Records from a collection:
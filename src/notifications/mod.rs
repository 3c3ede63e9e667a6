//! Outbound email: the [`Notifier`] port, its lettre-backed implementation, message
//! templates and the calendar attachment writer.

pub mod calendar;
pub mod email;
pub mod templates;

use async_trait::async_trait;
use thiserror::Error;

pub use calendar::CalendarEvent;
pub use email::EmailService;

#[derive(Debug, Error)]
pub enum NotificationError {
    #[error("Email delivery is not configured")]
    NotConfigured,

    #[error("Invalid email address {address}: {reason}")]
    InvalidAddress { address: String, reason: String },

    #[error("Failed to build email: {0}")]
    Build(String),

    #[error("Failed to send email: {0}")]
    Transport(String),
}

/// File attached to an outgoing email (calendar invites)
#[derive(Debug, Clone, PartialEq, Eq)]
pub struct Attachment {
    pub filename: String,
    pub content: String,
    pub mime_type: String,
}

/// A rendered message ready to hand to a [`Notifier`]. The sender is fixed by the notifier.
#[derive(Debug, Clone, PartialEq, Eq)]
pub struct OutgoingEmail {
    pub to: String,
    pub to_name: Option<String>,
    pub reply_to: Option<String>,
    pub subject: String,
    pub text_body: String,
    pub html_body: String,
    pub attachment: Option<Attachment>,
}

#[async_trait]
pub trait Notifier: Send + Sync {
    async fn send(&self, email: OutgoingEmail) -> Result<(), NotificationError>;

    /// Address used as sender and as calendar organizer
    fn sender(&self) -> (&str, &str);
}
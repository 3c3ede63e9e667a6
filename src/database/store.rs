//! Persistence contract consumed by the services.
//!
//! Two backends implement it: [`PgStore`](crate::database::postgres::PgStore) for
//! production and [`MemoryStore`](crate::database::memory::MemoryStore) for local
//! development and tests.

use async_trait::async_trait;
use chrono::{DateTime, Utc};
use uuid::Uuid;

use crate::database::manager::StoreResult;
use crate::database::models::{
    FormSubmission, NewPatient, NewSubmission, Patient, PatientChanges, PatientNote,
    PatientOverview, Session, Token,
};

/// Collections owned by a patient, in the order they are removed before the patient row
#[derive(Debug, Clone, Copy, PartialEq, Eq, Hash)]
pub enum CascadeStep {
    Submissions,
    Notes,
    Sessions,
    Tokens,
    Patient,
}

impl CascadeStep {
    /// Dependents first, aggregate root last
    pub const ORDER: [CascadeStep; 5] = [
        CascadeStep::Submissions,
        CascadeStep::Notes,
        CascadeStep::Sessions,
        CascadeStep::Tokens,
        CascadeStep::Patient,
    ];

    pub fn table(&self) -> &'static str {
        match self {
            CascadeStep::Submissions => "form_submissions",
            CascadeStep::Notes => "patient_notes",
            CascadeStep::Sessions => "sessions",
            CascadeStep::Tokens => "tokens",
            CascadeStep::Patient => "patients",
        }
    }
}

impl std::fmt::Display for CascadeStep {
    fn fmt(&self, f: &mut std::fmt::Formatter<'_>) -> std::fmt::Result {
        f.write_str(self.table())
    }
}

#[async_trait]
pub trait Store: Send + Sync {
    /// Round trip to the backend, used by the health endpoint
    async fn ping(&self) -> StoreResult<()>;

    // --- Patients ---
    async fn insert_patient(&self, patient: NewPatient) -> StoreResult<Patient>;

    async fn find_patient(&self, id: Uuid) -> StoreResult<Option<Patient>>;

    /// Case-insensitive email lookup
    async fn find_patient_by_email(&self, email: &str) -> StoreResult<Option<Patient>>;

    /// Patients annotated with their newest note. `Some(id)` narrows to one patient.
    async fn patient_overviews(&self, id: Option<Uuid>) -> StoreResult<Vec<PatientOverview>>;

    async fn update_patient(&self, id: Uuid, changes: PatientChanges) -> StoreResult<Option<Patient>>;

    /// Patients silent since `inactive_since` (or never heard from) holding no unused token
    async fn reminder_candidates(&self, inactive_since: DateTime<Utc>) -> StoreResult<Vec<Patient>>;

    /// Remove every row of one collection that belongs to the patient
    async fn delete_for_patient(&self, step: CascadeStep, patient_id: Uuid) -> StoreResult<u64>;

    // --- Tokens ---
    async fn insert_token(&self, patient_id: Uuid, token: &str) -> StoreResult<Token>;

    async fn find_token(&self, token: &str) -> StoreResult<Option<Token>>;

    /// Atomically flip the token from unused to used, record the submission and stamp
    /// the patient's last response. Returns `None` when the token was already used,
    /// in which case nothing is written.
    async fn redeem_token(&self, token: &Token, submission: NewSubmission) -> StoreResult<Option<FormSubmission>>;

    // --- Submissions ---
    /// Newest first
    async fn submissions_for(&self, patient_id: Uuid) -> StoreResult<Vec<FormSubmission>>;

    // --- Notes ---
    async fn insert_note(&self, patient_id: Uuid, note: &str) -> StoreResult<PatientNote>;

    /// Newest first
    async fn notes_for(&self, patient_id: Uuid) -> StoreResult<Vec<PatientNote>>;

    // --- Sessions ---
    async fn insert_session(&self, patient_id: Uuid, session_date: DateTime<Utc>) -> StoreResult<Session>;

    /// Earliest session first
    async fn sessions_for(&self, patient_id: Uuid) -> StoreResult<Vec<Session>>;
}
use chrono::{DateTime, Utc};
use serde::{Deserialize, Serialize};
use sqlx::FromRow;
use uuid::Uuid;

#[derive(Debug, Clone, Serialize, Deserialize, FromRow)]
pub struct PatientNote {
    pub id: Uuid,
    pub patient_id: Uuid,
    pub note: String,
    pub created_at: DateTime<Utc>,
}
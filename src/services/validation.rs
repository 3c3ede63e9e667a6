use once_cell::sync::Lazy;
use regex::Regex;
use serde_json::Value;

use crate::services::ServiceError;

static EMAIL_PATTERN: Lazy<Regex> =
    Lazy::new(|| Regex::new(r"^[^\s@]+@[^\s@]+\.[^\s@]+$").expect("email pattern is valid"));

/// Mood and stress answers
pub const FORM_SCALE: std::ops::RangeInclusive<i32> = 1..=5;
pub const WELL_BEING_RANGE: std::ops::RangeInclusive<i32> = 1..=10;

/// Trimmed, non-empty value or `InvalidInput` naming the field
pub fn required(field: &str, value: Option<&str>) -> Result<String, ServiceError> {
    match value.map(str::trim) {
        Some(v) if !v.is_empty() => Ok(v.to_string()),
        _ => Err(ServiceError::InvalidInput(format!("{field} is required"))),
    }
}

pub fn email(value: &str) -> Result<(), ServiceError> {
    if EMAIL_PATTERN.is_match(value) {
        Ok(())
    } else {
        Err(ServiceError::InvalidInput("Invalid email format".to_string()))
    }
}

/// Optional 1-5 answer on the check-in form. `null` counts as unanswered; decimals,
/// strings and anything outside the scale are `InvalidPayload`.
pub fn form_scale(field: &str, value: Option<&Value>) -> Result<Option<i32>, ServiceError> {
    let value = match value {
        None | Some(Value::Null) => return Ok(None),
        Some(v) => v,
    };

    value
        .as_i64()
        .and_then(|v| i32::try_from(v).ok())
        .filter(|v| FORM_SCALE.contains(v))
        .map(Some)
        .ok_or_else(|| {
            ServiceError::InvalidPayload(format!(
                "{field} must be an integer between {} and {}",
                FORM_SCALE.start(),
                FORM_SCALE.end()
            ))
        })
}

pub fn well_being_score(value: i32) -> Result<(), ServiceError> {
    if WELL_BEING_RANGE.contains(&value) {
        Ok(())
    } else {
        Err(ServiceError::InvalidInput(format!(
            "well_being_score must be between {} and {}",
            WELL_BEING_RANGE.start(),
            WELL_BEING_RANGE.end()
        )))
    }
}

#[cfg(test)]
mod tests {
    use super::*;
    use serde_json::json;

    #[test]
    fn accepts_standard_addresses() {
        assert!(email("sarah@example.com").is_ok());
        assert!(email("first.last+tag@sub.example.co").is_ok());
    }

    #[test]
    fn rejects_malformed_addresses() {
        for bad in ["", "sarah", "sarah@", "sarah@example", "sa rah@example.com", "@example.com"] {
            assert!(email(bad).is_err(), "{bad} should be rejected");
        }
    }

    #[test]
    fn required_trims_and_rejects_blank() {
        assert_eq!(required("name", Some("  Sarah ")).unwrap(), "Sarah");
        assert!(matches!(required("name", Some("   ")), Err(ServiceError::InvalidInput(_))));
        assert!(matches!(required("name", None), Err(ServiceError::InvalidInput(_))));
    }

    #[test]
    fn form_scale_bounds() {
        assert_eq!(form_scale("mood", None).unwrap(), None);
        assert_eq!(form_scale("mood", Some(&Value::Null)).unwrap(), None);
        assert_eq!(form_scale("mood", Some(&json!(1))).unwrap(), Some(1));
        assert_eq!(form_scale("mood", Some(&json!(5))).unwrap(), Some(5));
        assert!(matches!(form_scale("mood", Some(&json!(6))), Err(ServiceError::InvalidPayload(_))));
        assert!(matches!(form_scale("stress", Some(&json!(0))), Err(ServiceError::InvalidPayload(_))));
    }

    #[test]
    fn form_scale_rejects_non_integers() {
        for bad in [json!(4.5), json!("4"), json!(true), json!([4]), json!(i64::MAX)] {
            assert!(
                matches!(form_scale("mood", Some(&bad)), Err(ServiceError::InvalidPayload(_))),
                "{bad} should be rejected"
            );
        }
    }

    #[test]
    fn well_being_bounds() {
        assert!(well_being_score(1).is_ok());
        assert!(well_being_score(10).is_ok());
        assert!(well_being_score(0).is_err());
        assert!(well_being_score(11).is_err());
    }
}
use chrono::{DateTime, Utc};
use serde::{Deserialize, Serialize};
use sqlx::FromRow;
use uuid::Uuid;

use super::note::PatientNote;

#[derive(Debug, Clone, Serialize, Deserialize, FromRow)]
pub struct Patient {
    pub id: Uuid,
    pub name: String,
    pub email: String,
    pub phone: Option<String>,
    pub well_being_score: Option<i32>,
    pub last_response_date: Option<DateTime<Utc>>,
    pub created_at: DateTime<Utc>,
}

/// Fields accepted when inserting a patient. Validation happens in the service layer.
#[derive(Debug, Clone)]
pub struct NewPatient {
    pub name: String,
    pub email: String,
    pub phone: Option<String>,
    pub last_response_date: Option<DateTime<Utc>>,
}

/// Therapist edits. `None` leaves the column untouched.
#[derive(Debug, Clone, Default)]
pub struct PatientChanges {
    pub name: Option<String>,
    pub phone: Option<String>,
    pub well_being_score: Option<i32>,
}

/// Dashboard projection: a patient plus only its most recent note
#[derive(Debug, Clone, Serialize, Deserialize)]
pub struct PatientOverview {
    #[serde(flatten)]
    pub patient: Patient,
    pub latest_note: Option<PatientNote>,
}
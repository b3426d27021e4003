// ============================================================
// REMOVAL RECONCILER
// ============================================================
// Subtractive preview. With `remove_others` off the file lists who to
// remove; with it on the file lists who to keep.

use std::collections::{HashMap, HashSet};

use tracing::info;

use crate::domain::contact::{CampaignContact, RemovalResult, ValidatedRows};

pub fn reconcile_removal(
    validated: ValidatedRows,
    membership: &[CampaignContact],
    remove_others: bool,
) -> RemovalResult {
    let ValidatedRows {
        contacts,
        errors,
        total_rows,
    } = validated;

    let result = if remove_others {
        let file_rows: HashMap<&str, Option<usize>> = contacts
            .iter()
            .map(|c| (c.phone_number.as_str(), c.row_number))
            .collect();

        let mut keep = Vec::new();
        let mut to_remove = Vec::new();
        for member in membership {
            match file_rows.get(member.phone_number.as_str()) {
                Some(row_number) => {
                    let mut kept = member.to_import_contact();
                    kept.row_number = *row_number;
                    keep.push(kept);
                }
                None => to_remove.push(member.clone()),
            }
        }

        let member_phones: HashSet<&str> =
            membership.iter().map(|m| m.phone_number.as_str()).collect();
        let not_in_campaign = contacts
            .iter()
            .filter(|c| !member_phones.contains(c.phone_number.as_str()))
            .cloned()
            .collect();

        RemovalResult::keep_listed(keep, to_remove, not_in_campaign, errors, total_rows)
    } else {
        let member_phones: HashSet<&str> =
            membership.iter().map(|m| m.phone_number.as_str()).collect();
        let (to_remove, not_in_campaign): (Vec<_>, Vec<_>) = contacts
            .into_iter()
            .partition(|c| member_phones.contains(c.phone_number.as_str()));

        RemovalResult::remove_listed(to_remove, not_in_campaign, errors, total_rows)
    };

    info!(
        remove_others,
        to_remove = result.removal_count(),
        kept = result.existing,
        not_in_campaign = result.not_in_campaign.len(),
        failed = result.failed,
        "Reconciled removal preview"
    );

    result
}
// ============================================================
// COMMIT EXECUTOR
// ============================================================
// Applies a confirmed preview to the record store. Identity is re-resolved
// at commit time; failures are recorded per contact and the batch carries on.

use std::collections::{HashMap, HashSet};
use std::sync::Arc;

use tracing::{debug, info, warn};
use uuid::Uuid;

use crate::domain::contact::{
    CommitReport, CommitStage, ImportConfig, ImportContact, ImportResult, NewCampaignLink,
    NewContact, PersonalizationFields, RemovalResult, RemovalTargets,
};
use crate::domain::error::{AppError, Result};
use crate::infrastructure::store::RecordStore;

pub struct CommitExecutor {
    store: Arc<dyn RecordStore>,
    config: ImportConfig,
}

impl CommitExecutor {
    pub fn new(store: Arc<dyn RecordStore>, config: ImportConfig) -> Self {
        Self { store, config }
    }

    fn batch_size(&self) -> usize {
        self.config.batch_size.max(1)
    }

    /// Create missing contacts, then link new and known contacts to the campaign
    pub async fn commit_import(&self, campaign_id: &str, preview: &ImportResult) -> Result<CommitReport> {
        require_campaign(campaign_id)?;

        let mut report = CommitReport::default();
        self.verify_in_campaign(campaign_id, &preview.in_campaign, &mut report).await;
        let linkable: Vec<&ImportContact> = preview.linkable().collect();

        for chunk in linkable.chunks(self.batch_size()) {
            self.import_chunk(campaign_id, chunk, &mut report).await;
        }

        info!(
            campaign_id,
            created = report.created_contacts,
            linked = report.linked,
            already_linked = report.already_linked,
            failures = report.failures.len(),
            "Committed contact import"
        );

        Ok(report)
    }

    /// Count preview members that are still linked; unlinked ones are left alone
    async fn verify_in_campaign(
        &self,
        campaign_id: &str,
        members: &[ImportContact],
        report: &mut CommitReport,
    ) {
        for chunk in members.chunks(self.batch_size()) {
            let phones: Vec<String> = chunk.iter().map(|c| c.phone_number.clone()).collect();
            match self.store.find_campaign_links_by_phones(campaign_id, &phones).await {
                Ok(links) => {
                    if links.len() < phones.len() {
                        debug!(
                            campaign_id,
                            unlinked = phones.len() - links.len(),
                            "Campaign members unlinked since preview"
                        );
                    }
                    report.already_linked += links.len();
                }
                Err(e) => {
                    for phone in &phones {
                        record(report, phone, None, CommitStage::Lookup, &e);
                    }
                }
            }
        }
    }

    async fn import_chunk(
        &self,
        campaign_id: &str,
        chunk: &[&ImportContact],
        report: &mut CommitReport,
    ) {
        let phones: Vec<String> = chunk.iter().map(|c| c.phone_number.clone()).collect();

        let mut ids: HashMap<String, Uuid> = match self.store.find_contacts_by_phones(&phones).await {
            Ok(found) => found.into_iter().map(|c| (c.phone_number, c.id)).collect(),
            Err(e) => {
                fail_all(report, chunk, CommitStage::Lookup, &e);
                return;
            }
        };

        let missing: Vec<NewContact> = chunk
            .iter()
            .filter(|c| !ids.contains_key(&c.phone_number))
            .map(|c| NewContact::from(*c))
            .collect();

        if !missing.is_empty() {
            match self.store.insert_contacts(&missing).await {
                Ok(created) => {
                    report.created_contacts += created.len();
                    ids.extend(created.into_iter().map(|c| (c.phone_number, c.id)));
                    self.resolve_raced(&missing, &mut ids, report).await;
                }
                Err(e) => {
                    for contact in &missing {
                        record(report, &contact.phone_number, None, CommitStage::CreateContact, &e);
                    }
                }
            }
        }

        let resolved: Vec<(&ImportContact, Uuid)> = chunk
            .iter()
            .filter_map(|c| ids.get(&c.phone_number).map(|id| (*c, *id)))
            .collect();
        if resolved.is_empty() {
            return;
        }

        let contact_ids: Vec<Uuid> = resolved.iter().map(|(_, id)| *id).collect();
        let linked: HashSet<Uuid> = match self.store.find_campaign_links(campaign_id, &contact_ids).await {
            Ok(links) => links.into_iter().map(|l| l.contact_id).collect(),
            Err(e) => {
                for (contact, id) in &resolved {
                    record(report, &contact.phone_number, Some(*id), CommitStage::Lookup, &e);
                }
                return;
            }
        };
        report.already_linked += linked.len();

        let pending: Vec<(&ImportContact, Uuid)> = resolved
            .into_iter()
            .filter(|(_, id)| !linked.contains(id))
            .collect();
        if pending.is_empty() {
            return;
        }

        let links: Vec<NewCampaignLink> = pending
            .iter()
            .map(|(contact, id)| NewCampaignLink {
                campaign_id: campaign_id.to_string(),
                contact_id: *id,
                status: self.config.default_link_status,
                personalization_fields: self.link_fields(contact),
            })
            .collect();

        match self.store.insert_campaign_links(&links).await {
            Ok(inserted) => {
                let inserted = inserted as usize;
                report.linked += inserted;
                // Links that appeared between the check and the insert
                report.already_linked += pending.len().saturating_sub(inserted);
            }
            Err(e) => {
                for (contact, id) in &pending {
                    record(report, &contact.phone_number, Some(*id), CommitStage::Link, &e);
                }
            }
        }
    }

    /// Rows skipped by the insert were created by someone else meanwhile
    async fn resolve_raced(
        &self,
        missing: &[NewContact],
        ids: &mut HashMap<String, Uuid>,
        report: &mut CommitReport,
    ) {
        let raced: Vec<String> = missing
            .iter()
            .map(|c| c.phone_number.clone())
            .filter(|p| !ids.contains_key(p))
            .collect();
        if raced.is_empty() {
            return;
        }

        debug!(count = raced.len(), "Re-resolving contacts created concurrently");
        match self.store.find_contacts_by_phones(&raced).await {
            Ok(found) => ids.extend(found.into_iter().map(|c| (c.phone_number, c.id))),
            Err(e) => {
                for phone in &raced {
                    record(report, phone, None, CommitStage::Lookup, &e);
                }
                return;
            }
        }
        for phone in raced.iter().filter(|p| !ids.contains_key(*p)) {
            report.fail(phone, None, CommitStage::CreateContact, "Contact could not be created");
        }
    }

    /// Personalization values plus the reserved display-name key, which always wins
    fn link_fields(&self, contact: &ImportContact) -> PersonalizationFields {
        let mut fields = contact.personalization_fields.clone().unwrap_or_default();
        fields.insert(self.config.display_name_key.clone(), contact.display_name());
        fields
    }

    /// Unlink the removal set, then delete contacts left without any link
    pub async fn commit_removal(&self, campaign_id: &str, preview: &RemovalResult) -> Result<CommitReport> {
        require_campaign(campaign_id)?;

        let mut report = CommitReport::default();

        let targets: Vec<(String, Uuid)> = match preview.targets() {
            RemovalTargets::Listed(rows) => self.resolve_listed(campaign_id, rows, &mut report).await,
            RemovalTargets::Unlisted(links) => links
                .iter()
                .map(|l| (l.phone_number.clone(), l.contact_id))
                .collect(),
        };

        for chunk in targets.chunks(self.batch_size()) {
            self.remove_chunk(campaign_id, chunk, &mut report).await;
        }

        info!(
            campaign_id,
            remove_others = preview.remove_others,
            unlinked = report.unlinked,
            deleted_contacts = report.deleted_contacts,
            failures = report.failures.len(),
            "Committed contact removal"
        );

        Ok(report)
    }

    /// Current links for file rows; rows no longer linked are skipped
    async fn resolve_listed(
        &self,
        campaign_id: &str,
        rows: &[ImportContact],
        report: &mut CommitReport,
    ) -> Vec<(String, Uuid)> {
        let mut targets = Vec::new();
        for chunk in rows.chunks(self.batch_size()) {
            let phones: Vec<String> = chunk.iter().map(|c| c.phone_number.clone()).collect();
            match self.store.find_campaign_links_by_phones(campaign_id, &phones).await {
                Ok(links) => {
                    if links.len() < phones.len() {
                        debug!(
                            campaign_id,
                            skipped = phones.len() - links.len(),
                            "Listed contacts no longer linked"
                        );
                    }
                    targets.extend(links.into_iter().map(|l| (l.phone_number, l.contact_id)));
                }
                Err(e) => {
                    for phone in &phones {
                        record(report, phone, None, CommitStage::Lookup, &e);
                    }
                }
            }
        }
        targets
    }

    async fn remove_chunk(&self, campaign_id: &str, chunk: &[(String, Uuid)], report: &mut CommitReport) {
        let ids: Vec<Uuid> = chunk.iter().map(|(_, id)| *id).collect();

        match self.store.delete_campaign_links(campaign_id, &ids).await {
            Ok(deleted) => report.unlinked += deleted as usize,
            Err(e) => {
                for (phone, id) in chunk {
                    record(report, phone, Some(*id), CommitStage::Unlink, &e);
                }
                return;
            }
        }

        for (phone, id) in chunk {
            match self.store.count_contact_links(*id).await {
                Ok(0) => match self.store.delete_orphaned_contact(*id).await {
                    Ok(deleted) => report.deleted_contacts += deleted as usize,
                    Err(e) => record(report, phone, Some(*id), CommitStage::DeleteContact, &e),
                },
                Ok(remaining) => {
                    debug!(contact_id = %id, remaining, "Contact still linked elsewhere");
                }
                Err(e) => record(report, phone, Some(*id), CommitStage::DeleteContact, &e),
            }
        }
    }
}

#### WHAT THE EXERCISE ASKS:
Every line above carrying the word "RangeInclusive" needs to be shown.

#### TASK ANSWER:
pub const FORM_SCALE: std::ops::RangeInclusive<i32> = 1..=5;
pub const WELL_BEING_RANGE: std::ops::RangeInclusive<i32> = 1..=10;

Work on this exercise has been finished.